Efficacy, Beliefs, and Investment in Step-Level Public Goods

Abstract

A central concept for understanding social dilemma behavior is the efficacy of an actor's cooperative behavior in terms of increasing group well-being. We report a decision and game theoretical analysis of efficacy in step-level public goods (SPGs). Previous research shows a positive relation between efficacy and contributions to SPGs and explains this relation by a purely motivational account. We show, however, that from a decision and game theory perspective an increasing relationship is not general, but only follows from very specific assumptions about players’ information and beliefs. We offer 3 examples of how the predicted efficacy–contribution relation depends on players’ information and beliefs. We discuss the implications of our results for the social psychology of efficacy in social dilemmas.

Keywords:

• Bayesian equilibrium
• beliefs
• efficacy
• information
• social dilemmas
• step-level public goods

Notes

¹Note that an SPG is strictly speaking not always a social dilemma, since individually rational choices can be collectively efficient if an individual investment pushes the group over the threshold of the production of the SPG. However, since there always also exists an inefficient equilibrium in which no one invests, there is a tension between individual and collective interests, as in pure social dilemmas.

²In the same intergroup competition context, Rapoport, Bornstein, and Erev (1989) report results of a first experiment that show a decreasing relationship between efficacy and investment probability. However, in this experiment higher efficacy was associated with higher costs of investment, so that for players with higher efficacy the monetary payoff to the investment was smaller. In a second experiment, in which higher efficacy is associated with proportionally larger costs and benefits of investment such that the ratio of benefits to costs is equal for all players, these authors report no relation between efficacy and investment.

³One could also argue that a player's strategy is a map from her share and her beliefs to the set of probability distributions over her actions.
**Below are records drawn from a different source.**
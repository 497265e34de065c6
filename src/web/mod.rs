pub mod routes;

use axum::{
    response::Redirect,
    routing::{delete, get, get_service, post},
    Router,
};
use http::header::{HeaderValue, CACHE_CONTROL};
use sqlx::SqlitePool;
use tower_http::catch_panic::CatchPanicLayer;
use tower_http::services::ServeDir;
use tower_http::set_header::SetResponseHeaderLayer;

use crate::web::routes::activities;

/// The full application router. Shared between `main` and the integration
/// tests so both drive the same routes and layers.
pub fn app(pool: SqlitePool) -> Router {
    Router::new()
        .route(
            "/",
            get(|| async { Redirect::temporary("/static/index.html") }),
        )
        .route("/activities", get(activities::list_activities_handler))
        .route(
            "/activities/:activity_name/signup",
            post(activities::signup_handler),
        )
        .route(
            "/activities/:activity_name/unregister",
            delete(activities::unregister_handler),
        )
        .nest_service(
            "/static",
            get_service(ServeDir::new("static")).layer(SetResponseHeaderLayer::if_not_present(
                CACHE_CONTROL,
                HeaderValue::from_static("no-store"),
            )),
        )
        .layer(CatchPanicLayer::new())
        .with_state(pool)
}
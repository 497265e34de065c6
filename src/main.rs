use dotenvy::dotenv;
use sqlx::sqlite::{SqliteConnectOptions, SqlitePoolOptions};
use std::env;
use std::net::SocketAddr;
use std::str::FromStr;
use tracing::info;

use mergington_api::database::schema;
use mergington_api::services::seed_service;
use mergington_api::web;

#[tokio::main]
async fn main() {
    dotenv().ok();

    tracing_subscriber::fmt::init();

    let db_url =
        env::var("DATABASE_URL").unwrap_or_else(|_| "sqlite://activities.db".to_string());
    info!("Connecting to database: {}", db_url);

    let options = SqliteConnectOptions::from_str(&db_url)
        .expect("DATABASE_URL is not a valid sqlite connection string")
        .create_if_missing(true);
    let pool = SqlitePoolOptions::new()
        .connect_with(options)
        .await
        .expect("Could not connect to the database");

    schema::init_db(&pool)
        .await
        .expect("Could not create the schema");
    seed_service::ensure_catalog(&pool)
        .await
        .expect("Could not seed the activity catalog");

    let app = web::app(pool);

    let host = env::var("HOST").unwrap_or_else(|_| "127.0.0.1".to_string());
    let port: u16 = env::var("PORT")
        .ok()
        .and_then(|v| v.parse().ok())
        .unwrap_or(8000);
    let addr: SocketAddr = format!("{}:{}", host, port)
        .parse()
        .expect("Could not parse host/port");

    let listener = tokio::net::TcpListener::bind(addr)
        .await
        .expect("Could not bind listener");
    info!("Mergington High School API listening on http://{}", addr);

    axum::serve(listener, app).await.unwrap();
}
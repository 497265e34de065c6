pub mod activities;

pub use activities::{Activity, ActivityRow};
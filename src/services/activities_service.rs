use serde::Serialize;
use sqlx::SqlitePool;
use std::collections::BTreeMap;

use crate::database::activity_repo;

#[derive(Debug, Serialize)]
pub struct ActivityView {
    pub description: String,
    pub schedule: String,
    pub max_participants: i64,
    pub participants: Vec<String>,
}

/// Catalog for `GET /activities`: activity name mapped to its details.
/// An empty table yields an empty map.
pub async fn load_catalog(pool: &SqlitePool) -> sqlx::Result<BTreeMap<String, ActivityView>> {
    let activities = activity_repo::list_all(pool).await?;

    let mut catalog = BTreeMap::new();
    for activity in activities {
        let view = ActivityView {
            description: activity.description.unwrap_or_default(),
            schedule: activity.schedule.unwrap_or_default(),
            max_participants: activity.max_participants.unwrap_or(0),
            participants: activity.participants,
        };
        catalog.insert(activity.name, view);
    }
    Ok(catalog)
}
use sqlx::SqlitePool;

const SQL_CREATE_ACTIVITIES: &str = r#"
CREATE TABLE IF NOT EXISTS activities (
  name TEXT PRIMARY KEY,
  description TEXT,
  schedule TEXT,
  max_participants INTEGER,
  participants TEXT NOT NULL DEFAULT '[]'
)
"#;

/// Idempotent schema bootstrap; runs on every process start.
pub async fn init_db(pool: &SqlitePool) -> sqlx::Result<()> {
    sqlx::query(SQL_CREATE_ACTIVITIES).execute(pool).await?;
    Ok(())
}
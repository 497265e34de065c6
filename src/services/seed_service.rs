use sqlx::SqlitePool;
use tracing::info;

use crate::database::activity_repo::{self, NewActivity};

struct SeedActivity {
    name: &'static str,
    description: &'static str,
    schedule: &'static str,
    max_participants: i64,
    participants: &'static [&'static str],
}

/// Activities every install starts with. Rows that already exist are left
/// untouched, so rosters accumulated by earlier runs survive a restart.
const CATALOG: &[SeedActivity] = &[
    SeedActivity {
        name: "Chess Club",
        description: "Learn strategies and compete in chess tournaments",
        schedule: "Fridays, 3:30 PM - 5:00 PM",
        max_participants: 12,
        participants: &["michael@mergington.edu", "daniel@mergington.edu"],
    },
    SeedActivity {
        name: "Programming Class",
        description: "Learn programming fundamentals and build software projects",
        schedule: "Tuesdays and Thursdays, 3:30 PM - 4:30 PM",
        max_participants: 20,
        participants: &["emma@mergington.edu", "sophia@mergington.edu"],
    },
    SeedActivity {
        name: "Gym Class",
        description: "Physical education and sports activities",
        schedule: "Mondays, Wednesdays, Fridays, 2:00 PM - 3:00 PM",
        max_participants: 30,
        participants: &["john@mergington.edu", "olivia@mergington.edu"],
    },
    SeedActivity {
        name: "Soccer Team",
        description: "Join the school soccer team and compete in matches",
        schedule: "Tuesdays and Thursdays, 4:00 PM - 5:30 PM",
        max_participants: 22,
        participants: &["liam@mergington.edu", "noah@mergington.edu"],
    },
    SeedActivity {
        name: "Basketball Team",
        description: "Practice and play basketball with the school team",
        schedule: "Wednesdays and Fridays, 3:30 PM - 5:00 PM",
        max_participants: 15,
        participants: &["ava@mergington.edu", "mia@mergington.edu"],
    },
    SeedActivity {
        name: "Art Club",
        description: "Explore your creativity through painting and drawing",
        schedule: "Thursdays, 3:30 PM - 5:00 PM",
        max_participants: 15,
        participants: &["amelia@mergington.edu", "harper@mergington.edu"],
    },
    SeedActivity {
        name: "Drama Club",
        description: "Act, direct, and produce plays and performances",
        schedule: "Mondays and Wednesdays, 4:00 PM - 5:30 PM",
        max_participants: 20,
        participants: &["ella@mergington.edu", "scarlett@mergington.edu"],
    },
    SeedActivity {
        name: "Math Club",
        description: "Solve challenging problems and participate in math competitions",
        schedule: "Tuesdays, 3:30 PM - 4:30 PM",
        max_participants: 10,
        participants: &["james@mergington.edu", "benjamin@mergington.edu"],
    },
    SeedActivity {
        name: "Debate Team",
        description: "Develop public speaking and argumentation skills",
        schedule: "Fridays, 4:00 PM - 5:30 PM",
        max_participants: 12,
        participants: &["charlotte@mergington.edu", "henry@mergington.edu"],
    },
];

/// Insert any catalog activity that is missing. Runs on every start, after
/// the schema bootstrap and before the server accepts traffic.
pub async fn ensure_catalog(pool: &SqlitePool) -> sqlx::Result<()> {
    let mut inserted = 0u32;
    for entry in CATALOG {
        if activity_repo::find_by_name(pool, entry.name).await?.is_some() {
            continue;
        }
        activity_repo::insert(
            pool,
            NewActivity {
                name: entry.name,
                description: entry.description,
                schedule: entry.schedule,
                max_participants: entry.max_participants,
                participants: entry.participants,
            },
        )
        .await?;
        inserted += 1;
    }
    if inserted > 0 {
        info!("Seeded {} new activities", inserted);
    }
    Ok(())
}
However, since P(·) is given and fixed, a player's posterior beliefs (i.e., beliefs after she learns her own share) are entirely determined by her share. Modeling strategies as depending only on players’ own shares is therefore equivalent to modeling strategies as depending on players’ own shares and her beliefs about the shares of others.

⁴Note that we assume independent strategies, although players’ shares are of course generally dependent, since they sum to 100.